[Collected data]
§

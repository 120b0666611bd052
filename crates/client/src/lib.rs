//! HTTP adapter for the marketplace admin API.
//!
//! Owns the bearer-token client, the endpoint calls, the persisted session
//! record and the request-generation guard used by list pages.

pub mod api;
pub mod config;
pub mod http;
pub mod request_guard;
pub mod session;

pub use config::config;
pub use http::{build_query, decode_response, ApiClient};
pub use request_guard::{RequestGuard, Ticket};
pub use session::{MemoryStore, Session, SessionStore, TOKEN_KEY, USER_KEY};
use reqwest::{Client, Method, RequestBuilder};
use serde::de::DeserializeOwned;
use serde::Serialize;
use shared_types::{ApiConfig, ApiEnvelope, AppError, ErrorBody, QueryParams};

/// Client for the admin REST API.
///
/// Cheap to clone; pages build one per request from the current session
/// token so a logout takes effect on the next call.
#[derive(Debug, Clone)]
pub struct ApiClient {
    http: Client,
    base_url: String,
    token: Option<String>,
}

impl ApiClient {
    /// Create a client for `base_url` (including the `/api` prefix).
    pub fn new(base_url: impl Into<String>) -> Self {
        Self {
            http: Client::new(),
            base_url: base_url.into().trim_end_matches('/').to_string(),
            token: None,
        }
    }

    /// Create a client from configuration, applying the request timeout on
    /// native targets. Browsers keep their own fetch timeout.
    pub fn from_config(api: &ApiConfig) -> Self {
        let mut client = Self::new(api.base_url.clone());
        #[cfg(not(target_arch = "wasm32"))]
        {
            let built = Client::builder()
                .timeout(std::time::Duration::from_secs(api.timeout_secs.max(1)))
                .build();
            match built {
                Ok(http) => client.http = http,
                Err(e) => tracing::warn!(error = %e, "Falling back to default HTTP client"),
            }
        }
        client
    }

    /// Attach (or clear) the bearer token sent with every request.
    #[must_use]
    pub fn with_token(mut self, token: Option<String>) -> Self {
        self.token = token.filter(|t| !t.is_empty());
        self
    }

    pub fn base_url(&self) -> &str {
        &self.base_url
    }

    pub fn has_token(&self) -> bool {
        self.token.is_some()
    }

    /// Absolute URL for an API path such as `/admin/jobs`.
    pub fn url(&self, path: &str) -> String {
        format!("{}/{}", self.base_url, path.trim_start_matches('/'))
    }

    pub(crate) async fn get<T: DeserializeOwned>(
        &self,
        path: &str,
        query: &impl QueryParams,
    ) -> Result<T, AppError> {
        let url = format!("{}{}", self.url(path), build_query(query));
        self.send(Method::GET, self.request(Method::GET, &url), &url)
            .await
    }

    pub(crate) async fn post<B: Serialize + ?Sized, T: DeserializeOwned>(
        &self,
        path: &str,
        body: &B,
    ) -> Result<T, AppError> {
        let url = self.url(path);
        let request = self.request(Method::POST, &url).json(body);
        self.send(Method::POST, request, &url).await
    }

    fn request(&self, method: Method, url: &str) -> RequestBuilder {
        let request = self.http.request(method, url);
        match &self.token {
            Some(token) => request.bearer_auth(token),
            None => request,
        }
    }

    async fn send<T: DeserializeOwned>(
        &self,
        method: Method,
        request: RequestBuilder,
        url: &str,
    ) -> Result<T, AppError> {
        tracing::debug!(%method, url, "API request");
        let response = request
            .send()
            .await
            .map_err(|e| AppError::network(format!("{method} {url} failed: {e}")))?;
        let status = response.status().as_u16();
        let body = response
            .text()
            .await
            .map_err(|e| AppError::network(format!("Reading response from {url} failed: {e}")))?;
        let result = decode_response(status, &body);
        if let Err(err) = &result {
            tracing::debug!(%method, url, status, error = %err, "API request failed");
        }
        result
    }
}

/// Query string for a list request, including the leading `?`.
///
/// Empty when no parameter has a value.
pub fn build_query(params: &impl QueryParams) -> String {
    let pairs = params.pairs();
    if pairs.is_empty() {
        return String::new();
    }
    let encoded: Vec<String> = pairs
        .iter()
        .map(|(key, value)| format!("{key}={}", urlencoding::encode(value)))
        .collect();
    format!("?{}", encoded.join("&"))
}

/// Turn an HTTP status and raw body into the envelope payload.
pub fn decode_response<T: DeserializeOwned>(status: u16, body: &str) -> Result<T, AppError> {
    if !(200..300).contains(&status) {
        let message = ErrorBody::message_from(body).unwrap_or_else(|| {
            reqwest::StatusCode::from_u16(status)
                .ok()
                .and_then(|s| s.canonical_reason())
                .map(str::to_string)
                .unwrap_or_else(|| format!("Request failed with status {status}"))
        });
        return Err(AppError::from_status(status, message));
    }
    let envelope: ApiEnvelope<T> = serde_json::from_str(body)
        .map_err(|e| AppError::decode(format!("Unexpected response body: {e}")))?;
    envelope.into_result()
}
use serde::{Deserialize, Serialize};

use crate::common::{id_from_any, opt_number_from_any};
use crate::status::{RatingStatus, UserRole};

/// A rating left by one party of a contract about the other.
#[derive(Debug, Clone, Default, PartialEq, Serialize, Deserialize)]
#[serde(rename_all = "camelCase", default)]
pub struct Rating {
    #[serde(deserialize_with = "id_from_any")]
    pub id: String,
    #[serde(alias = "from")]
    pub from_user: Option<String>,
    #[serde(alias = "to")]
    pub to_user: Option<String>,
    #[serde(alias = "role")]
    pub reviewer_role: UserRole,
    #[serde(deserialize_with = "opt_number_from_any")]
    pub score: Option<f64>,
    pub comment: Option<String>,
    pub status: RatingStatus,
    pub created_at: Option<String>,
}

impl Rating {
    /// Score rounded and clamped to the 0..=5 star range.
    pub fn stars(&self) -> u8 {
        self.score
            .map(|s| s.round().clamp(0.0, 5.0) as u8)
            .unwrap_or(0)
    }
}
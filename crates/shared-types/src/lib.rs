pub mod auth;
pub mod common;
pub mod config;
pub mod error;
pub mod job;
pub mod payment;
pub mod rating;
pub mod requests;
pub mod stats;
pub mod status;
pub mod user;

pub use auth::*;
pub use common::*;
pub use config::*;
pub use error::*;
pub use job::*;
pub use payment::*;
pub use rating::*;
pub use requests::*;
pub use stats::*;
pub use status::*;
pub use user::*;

§

- **Instructions for the task**: Say how many lines in the records include the string "filename", giving the figure by itself.

- **Exercise answer**: 2